To calculate the costs and to achieve optimal optimal results, the team developed a computer model that takes into account 28 billion combination of sources and energy storage mechanisms. These were tested using hourly weather and electricity demands data collected in a period of four years. The spatial aspect of the model was based on data from a large regional grid called PJM Interconnection, which covers 13 states, equaling one-fifth of the US electric grid.
The interesting aspect of the study is that the model here does not match generation to electricity use, but instead it focuses on minimizing costs. The key finding is that a very large electric system can be powered by renewable energy.
Cory Budischak, instructor in the Energy Management Department at Delaware Technical Community College and former UD student, who also co-authored the paper states that if hydrogen is used for storage, 72GW can be easily generated by solar, offshore and inland wind.
By expanding the area of renewable generation, having sufficient storage systems, and, if needed, reliable backup gas-burning plants, the team achieved the reliability of their findings. If there was not enough energy produced by the renewable sources, the model took into account the storage, and if both means fail, only then the model considered the fossil fuel.
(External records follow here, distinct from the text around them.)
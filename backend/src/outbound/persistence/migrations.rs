//! Embedded schema migrations.
//!
//! Migrations run on a blocking thread over a synchronous `PgConnection`
//! because `diesel_migrations` has no async harness.

use diesel::Connection;
use diesel::pg::PgConnection;
use diesel_migrations::{EmbeddedMigrations, MigrationHarness, embed_migrations};
use tracing::info;

/// Migrations compiled from `backend/migrations`.
pub const MIGRATIONS: EmbeddedMigrations = embed_migrations!("migrations");

/// Errors raised while applying migrations.
#[derive(Debug, thiserror::Error)]
pub enum MigrationError {
    /// The database could not be reached.
    #[error("failed to connect for migrations: {message}")]
    Connect { message: String },
    /// A migration failed to apply.
    #[error("failed to apply migrations: {message}")]
    Apply { message: String },
    /// The blocking migration task panicked or was cancelled.
    #[error("migration task failed: {message}")]
    Task { message: String },
}

fn apply_pending(database_url: &str) -> Result<usize, MigrationError> {
    let mut conn = PgConnection::establish(database_url).map_err(|err| MigrationError::Connect {
        message: err.to_string(),
    })?;
    let applied = conn
        .run_pending_migrations(MIGRATIONS)
        .map_err(|err| MigrationError::Apply {
            message: err.to_string(),
        })?;
    Ok(applied.len())
}

/// Apply every pending migration to the database at `database_url`.
///
/// # Errors
///
/// Returns [`MigrationError`] when connecting or applying fails.
pub async fn run_pending_migrations(database_url: &str) -> Result<(), MigrationError> {
    let database_url = database_url.to_owned();
    let applied = tokio::task::spawn_blocking(move || apply_pending(&database_url))
        .await
        .map_err(|err| MigrationError::Task {
            message: err.to_string(),
        })??;
    info!(applied, "database migrations up to date");
    Ok(())
}
//! Tests for the registration service.

use std::sync::Arc;

use chrono::{DateTime, Local, TimeZone, Utc};
use mockable::Clock;
use rstest::rstest;

use super::*;
use crate::domain::ports::{
    MockClientRepository, MockRegistrationRepository, MockTripRepository, TripRepositoryError,
};
use crate::domain::{ClientId, ErrorCode, TripId};

struct FixtureClock {
    utc_now: DateTime<Utc>,
}

impl Clock for FixtureClock {
    fn local(&self) -> DateTime<Local> {
        self.utc_now.with_timezone(&Local)
    }

    fn utc(&self) -> DateTime<Utc> {
        self.utc_now
    }
}

fn fixture_clock() -> Arc<dyn Clock> {
    Arc::new(FixtureClock {
        utc_now: Utc
            .with_ymd_and_hms(2026, 10, 19, 23, 30, 0)
            .single()
            .expect("valid fixture timestamp"),
    })
}

fn key() -> RegistrationKey {
    RegistrationKey::new(ClientId::new(1), TripId::new(2))
}

type Service =
    RegistrationService<MockClientRepository, MockTripRepository, MockRegistrationRepository>;

fn service(
    clients: MockClientRepository,
    trips: MockTripRepository,
    registrations: MockRegistrationRepository,
) -> Service {
    RegistrationService::new(
        Arc::new(clients),
        Arc::new(trips),
        Arc::new(registrations),
        fixture_clock(),
    )
}

fn clients_known(known: bool) -> MockClientRepository {
    let mut clients = MockClientRepository::new();
    clients.expect_exists().return_once(move |_| Ok(known));
    clients
}

fn trips_known(known: bool) -> MockTripRepository {
    let mut trips = MockTripRepository::new();
    trips.expect_exists().return_once(move |_| Ok(known));
    trips
}

#[tokio::test]
async fn register_inserts_unpaid_registration_dated_today() {
    let mut registrations = MockRegistrationRepository::new();
    registrations
        .expect_insert_within_capacity()
        .withf(|registration: &Registration| {
            registration.key == key()
                && registration.registered_at.get() == 20261019
                && registration.payment_date.is_none()
        })
        .times(1)
        .return_once(|_| Ok(()));

    let registration = service(clients_known(true), trips_known(true), registrations)
        .register(key())
        .await
        .expect("registration succeeds");

    assert_eq!(registration.registered_at.get(), 20261019);
}

#[rstest]
#[case(false, true, "client 1 not found")]
#[case(true, false, "trip 2 not found")]
#[tokio::test]
async fn register_requires_both_parties(
    #[case] client: bool,
    #[case] trip: bool,
    #[case] message: &str,
) {
    let mut registrations = MockRegistrationRepository::new();
    registrations.expect_insert_within_capacity().times(0);

    let error = service(clients_known(client), trips_known(trip), registrations)
        .register(key())
        .await
        .expect_err("missing party");

    assert_eq!(error.code(), ErrorCode::NotFound);
    assert_eq!(error.message(), message);
}

#[tokio::test]
async fn register_skips_trip_lookup_for_unknown_client() {
    let mut trips = MockTripRepository::new();
    trips.expect_exists().times(0);

    let error = service(
        clients_known(false),
        trips,
        MockRegistrationRepository::new(),
    )
    .register(key())
    .await
    .expect_err("unknown client");

    assert_eq!(error.code(), ErrorCode::NotFound);
}

#[rstest]
#[case(
    RegistrationRepositoryError::capacity_reached(2_u32, 2_u64),
    ErrorCode::CapacityExceeded
)]
#[case(RegistrationRepositoryError::already_registered(1, 2), ErrorCode::Conflict)]
#[case(RegistrationRepositoryError::trip_not_found(2), ErrorCode::NotFound)]
#[case(RegistrationRepositoryError::connection("pool closed"), ErrorCode::InternalError)]
#[case(RegistrationRepositoryError::query("deadlock"), ErrorCode::InternalError)]
#[tokio::test]
async fn register_maps_repository_failures(
    #[case] failure: RegistrationRepositoryError,
    #[case] expected: ErrorCode,
) {
    let mut registrations = MockRegistrationRepository::new();
    registrations
        .expect_insert_within_capacity()
        .times(1)
        .return_once(move |_| Err(failure));

    let error = service(clients_known(true), trips_known(true), registrations)
        .register(key())
        .await
        .expect_err("repository failure");

    assert_eq!(error.code(), expected);
}

#[tokio::test]
async fn register_reports_capacity_in_message() {
    let mut registrations = MockRegistrationRepository::new();
    registrations
        .expect_insert_within_capacity()
        .return_once(|_| Err(RegistrationRepositoryError::capacity_reached(2_u32, 2_u64)));

    let error = service(clients_known(true), trips_known(true), registrations)
        .register(key())
        .await
        .expect_err("full trip");

    assert_eq!(error.message(), "trip 2 is full: 2 of 2 places taken");
}

#[tokio::test]
async fn trip_lookup_failure_is_internal() {
    let mut trips = MockTripRepository::new();
    trips
        .expect_exists()
        .return_once(|_| Err(TripRepositoryError::connection("refused")));

    let error = service(clients_known(true), trips, MockRegistrationRepository::new())
        .register(key())
        .await
        .expect_err("trip lookup failure");

    assert_eq!(error.code(), ErrorCode::InternalError);
}

#[tokio::test]
async fn cancel_deletes_existing_registration() {
    let mut registrations = MockRegistrationRepository::new();
    registrations
        .expect_exists()
        .times(1)
        .return_once(|_| Ok(true));
    registrations
        .expect_delete()
        .withf(|candidate: &RegistrationKey| *candidate == key())
        .times(1)
        .return_once(|_| Ok(1));

    service(clients_known(true), trips_known(true), registrations)
        .cancel(key())
        .await
        .expect("cancel succeeds");
}

#[tokio::test]
async fn cancel_without_registration_is_not_found() {
    let mut registrations = MockRegistrationRepository::new();
    registrations.expect_exists().return_once(|_| Ok(false));
    registrations.expect_delete().times(0);

    let error = service(clients_known(true), trips_known(true), registrations)
        .cancel(key())
        .await
        .expect_err("no registration");

    assert_eq!(error.code(), ErrorCode::NotFound);
    assert_eq!(
        error.message(),
        "registration for client 1 on trip 2 not found"
    );
}

#[tokio::test]
async fn cancel_reports_internal_when_nothing_was_deleted() {
    let mut registrations = MockRegistrationRepository::new();
    registrations.expect_exists().return_once(|_| Ok(true));
    registrations.expect_delete().return_once(|_| Ok(0));

    let error = service(clients_known(true), trips_known(true), registrations)
        .cancel(key())
        .await
        .expect_err("lost race");

    assert_eq!(error.code(), ErrorCode::InternalError);
}

#[rstest]
#[case(false, true)]
#[case(true, false)]
#[tokio::test]
async fn cancel_requires_both_parties(#[case] client: bool, #[case] trip: bool) {
    let mut registrations = MockRegistrationRepository::new();
    registrations.expect_exists().times(0);
    registrations.expect_delete().times(0);

    let error = service(clients_known(client), trips_known(trip), registrations)
        .cancel(key())
        .await
        .expect_err("missing party");

    assert_eq!(error.code(), ErrorCode::NotFound);
}
//! Async connection pool for Diesel PostgreSQL connections.
//!
//! Wraps `diesel-async` and `bb8`. Checkout is non-blocking and bounded by
//! the configured timeout; failures surface as [`PoolError`] so repositories
//! can map them into their port's `Connection` variant.

use std::time::Duration;

use diesel_async::AsyncPgConnection;
use diesel_async::pooled_connection::AsyncDieselConnectionManager;
use diesel_async::pooled_connection::bb8::{Pool, PooledConnection};

/// Errors that can occur during pool operations.
#[derive(Debug, Clone, PartialEq, Eq, thiserror::Error)]
pub enum PoolError {
    /// Failed to check out a connection from the pool.
    #[error("failed to get connection from pool: {message}")]
    Checkout { message: String },

    /// Failed to build the connection pool.
    #[error("failed to build connection pool: {message}")]
    Build { message: String },
}

impl PoolError {
    /// Create a checkout error with the given message.
    pub fn checkout(message: impl Into<String>) -> Self {
        Self::Checkout {
            message: message.into(),
        }
    }

    /// Create a build error with the given message.
    pub fn build(message: impl Into<String>) -> Self {
        Self::Build {
            message: message.into(),
        }
    }
}

/// Configuration for the database connection pool.
///
/// # Examples
/// ```
/// use std::time::Duration;
/// use booking::outbound::persistence::PoolConfig;
///
/// let config = PoolConfig::new("postgres://booking@localhost/booking")
///     .with_max_size(20)
///     .with_connection_timeout(Duration::from_secs(5));
/// assert_eq!(config.max_size(), 20);
/// ```
#[derive(Debug, Clone)]
pub struct PoolConfig {
    database_url: String,
    max_size: u32,
    min_idle: Option<u32>,
    connection_timeout: Duration,
}

impl PoolConfig {
    /// Create a configuration for `database_url`.
    ///
    /// Defaults: 10 connections, 2 idle, 30 second checkout timeout.
    pub fn new(database_url: impl Into<String>) -> Self {
        Self {
            database_url: database_url.into(),
            max_size: 10,
            min_idle: Some(2),
            connection_timeout: Duration::from_secs(30),
        }
    }

    /// Set the maximum number of connections in the pool.
    #[must_use]
    pub fn with_max_size(mut self, max_size: u32) -> Self {
        self.max_size = max_size;
        self
    }

    /// Set the minimum number of idle connections to maintain.
    #[must_use]
    pub fn with_min_idle(mut self, min_idle: Option<u32>) -> Self {
        self.min_idle = min_idle;
        self
    }

    /// Set the connection checkout timeout.
    #[must_use]
    pub fn with_connection_timeout(mut self, timeout: Duration) -> Self {
        self.connection_timeout = timeout;
        self
    }

    /// Database URL.
    pub fn database_url(&self) -> &str {
        &self.database_url
    }

    /// Maximum pool size.
    pub fn max_size(&self) -> u32 {
        self.max_size
    }

    /// Checkout timeout.
    pub fn connection_timeout(&self) -> Duration {
        self.connection_timeout
    }
}

/// Async connection pool for PostgreSQL via Diesel.
#[derive(Clone)]
pub struct DbPool {
    inner: Pool<AsyncPgConnection>,
}

impl DbPool {
    /// Create a new connection pool with the given configuration.
    ///
    /// # Errors
    ///
    /// Returns `PoolError::Build` if the pool cannot be constructed.
    pub async fn new(config: PoolConfig) -> Result<Self, PoolError> {
        let manager = AsyncDieselConnectionManager::<AsyncPgConnection>::new(&config.database_url);

        let pool = Pool::builder()
            .max_size(config.max_size)
            .min_idle(config.min_idle)
            .connection_timeout(config.connection_timeout)
            .build(manager)
            .await
            .map_err(|err| PoolError::build(err.to_string()))?;

        Ok(Self { inner: pool })
    }

    /// Get a connection from the pool.
    ///
    /// # Errors
    ///
    /// Returns `PoolError::Checkout` if no connection is available within the
    /// configured timeout.
    pub async fn get(&self) -> Result<PooledConnection<'_, AsyncPgConnection>, PoolError> {
        self.inner
            .get()
            .await
            .map_err(|err| PoolError::checkout(err.to_string()))
    }
}
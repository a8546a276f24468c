//! Shared validation helpers for inbound HTTP adapters.
//!
//! Every rejected request is reported as `invalid_request` with a `details`
//! object naming the offending field and a stable sub-code.

use actix_web::HttpRequest;
use actix_web::error::{JsonPayloadError, PathError};
use serde_json::json;
use tracing::debug;

use crate::domain::{ClientValidationError, Error};

/// Validation error codes for HTTP request failures.
#[derive(Debug, Clone, Copy, PartialEq, Eq)]
pub(crate) enum ErrorCode {
    MissingField,
    InvalidBody,
    InvalidPathParameter,
}

impl ErrorCode {
    fn as_str(self) -> &'static str {
        match self {
            ErrorCode::MissingField => "missing_field",
            ErrorCode::InvalidBody => "invalid_body",
            ErrorCode::InvalidPathParameter => "invalid_path_parameter",
        }
    }
}

/// Newtype wrapper for HTTP field names to provide type safety.
#[derive(Debug, Clone, Copy, PartialEq, Eq)]
pub(crate) struct FieldName(&'static str);

impl FieldName {
    pub(crate) const fn new(name: &'static str) -> Self {
        Self(name)
    }

    fn as_str(&self) -> &'static str {
        self.0
    }
}

pub(crate) fn missing_field_error(field: FieldName) -> Error {
    let field = field.as_str();
    Error::invalid_request(format!("missing required field: {field}")).with_details(json!({
        "field": field,
        "code": ErrorCode::MissingField.as_str(),
    }))
}

/// Unwrap a required body field, reporting its absence by name.
pub(crate) fn require_field(value: Option<String>, field: FieldName) -> Result<String, Error> {
    value.ok_or_else(|| missing_field_error(field))
}

/// Translate a client value-object failure into a request error.
pub(crate) fn client_validation_error(error: ClientValidationError) -> Error {
    let details = match &error {
        ClientValidationError::InvalidPeselLength { expected, actual } => json!({
            "field": error.field(),
            "code": error.code(),
            "expected": expected,
            "actual": actual,
        }),
        ClientValidationError::TooLong { max, actual, .. } => json!({
            "field": error.field(),
            "code": error.code(),
            "max": max,
            "actual": actual,
        }),
        _ => json!({
            "field": error.field(),
            "code": error.code(),
        }),
    };
    Error::invalid_request(error.to_string()).with_details(details)
}

/// `JsonConfig` error handler reporting malformed bodies in the standard
/// error envelope.
pub fn json_error_handler(err: JsonPayloadError, _req: &HttpRequest) -> actix_web::Error {
    debug!(error = %err, "rejected request body");
    Error::invalid_request("request body is not valid JSON for this endpoint")
        .with_details(json!({
            "code": ErrorCode::InvalidBody.as_str(),
            "reason": err.to_string(),
        }))
        .into()
}

/// `PathConfig` error handler reporting non-integer identifiers in the
/// standard error envelope.
pub fn path_error_handler(err: PathError, _req: &HttpRequest) -> actix_web::Error {
    debug!(error = %err, "rejected path parameters");
    Error::invalid_request("path identifiers must be integers")
        .with_details(json!({
            "code": ErrorCode::InvalidPathParameter.as_str(),
            "reason": err.to_string(),
        }))
        .into()
}

#[cfg(test)]
mod tests {
    use super::*;
    use crate::domain::{ErrorCode as DomainErrorCode, PESEL_LENGTH};
    use rstest::rstest;

    #[rstest]
    fn require_field_names_missing_field() {
        let error = require_field(None, FieldName::new("pesel")).expect_err("missing");
        assert_eq!(error.code(), DomainErrorCode::InvalidRequest);
        assert_eq!(error.message(), "missing required field: pesel");
        let details = error.details().expect("details");
        assert_eq!(details["field"], "pesel");
        assert_eq!(details["code"], "missing_field");
    }

    #[rstest]
    fn require_field_passes_value_through() {
        let value = require_field(Some("Ann".to_owned()), FieldName::new("firstName"));
        assert_eq!(value.expect("present"), "Ann");
    }

    #[rstest]
    #[case(ClientValidationError::EmptyFirstName, "firstName", "empty_field")]
    #[case(ClientValidationError::InvalidEmail, "email", "invalid_email")]
    #[case(
        ClientValidationError::InvalidPeselLength { expected: PESEL_LENGTH, actual: 3 },
        "pesel",
        "invalid_pesel_length"
    )]
    fn client_errors_carry_field_and_code(
        #[case] error: ClientValidationError,
        #[case] field: &str,
        #[case] code: &str,
    ) {
        let mapped = client_validation_error(error);
        let details = mapped.details().expect("details");
        assert_eq!(mapped.code(), DomainErrorCode::InvalidRequest);
        assert_eq!(details["field"], field);
        assert_eq!(details["code"], code);
    }

    #[rstest]
    fn too_long_reports_the_limit() {
        let mapped = client_validation_error(ClientValidationError::TooLong {
            field: "lastName",
            max: 120,
            actual: 121,
        });
        let details = mapped.details().expect("details");
        assert_eq!(details["field"], "lastName");
        assert_eq!(details["code"], "too_long");
        assert_eq!(details["max"], 120);
        assert_eq!(details["actual"], 121);
    }
}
In the opposite case, all extra generated energy was sent to storage, and when the capacity of the storage devices was met, the the energy was let to go to waste.
Within the study, the team estimated future costs without additional subsidies from the government. The results showed that in 2030, the capital costs for wind and solar would be half of today’s prices, while the maintenance remains the same.
The authors are convinced that the targets set by the government to reduce greenhouse emissions by introducing more renewables, will definitely lead to economic savings.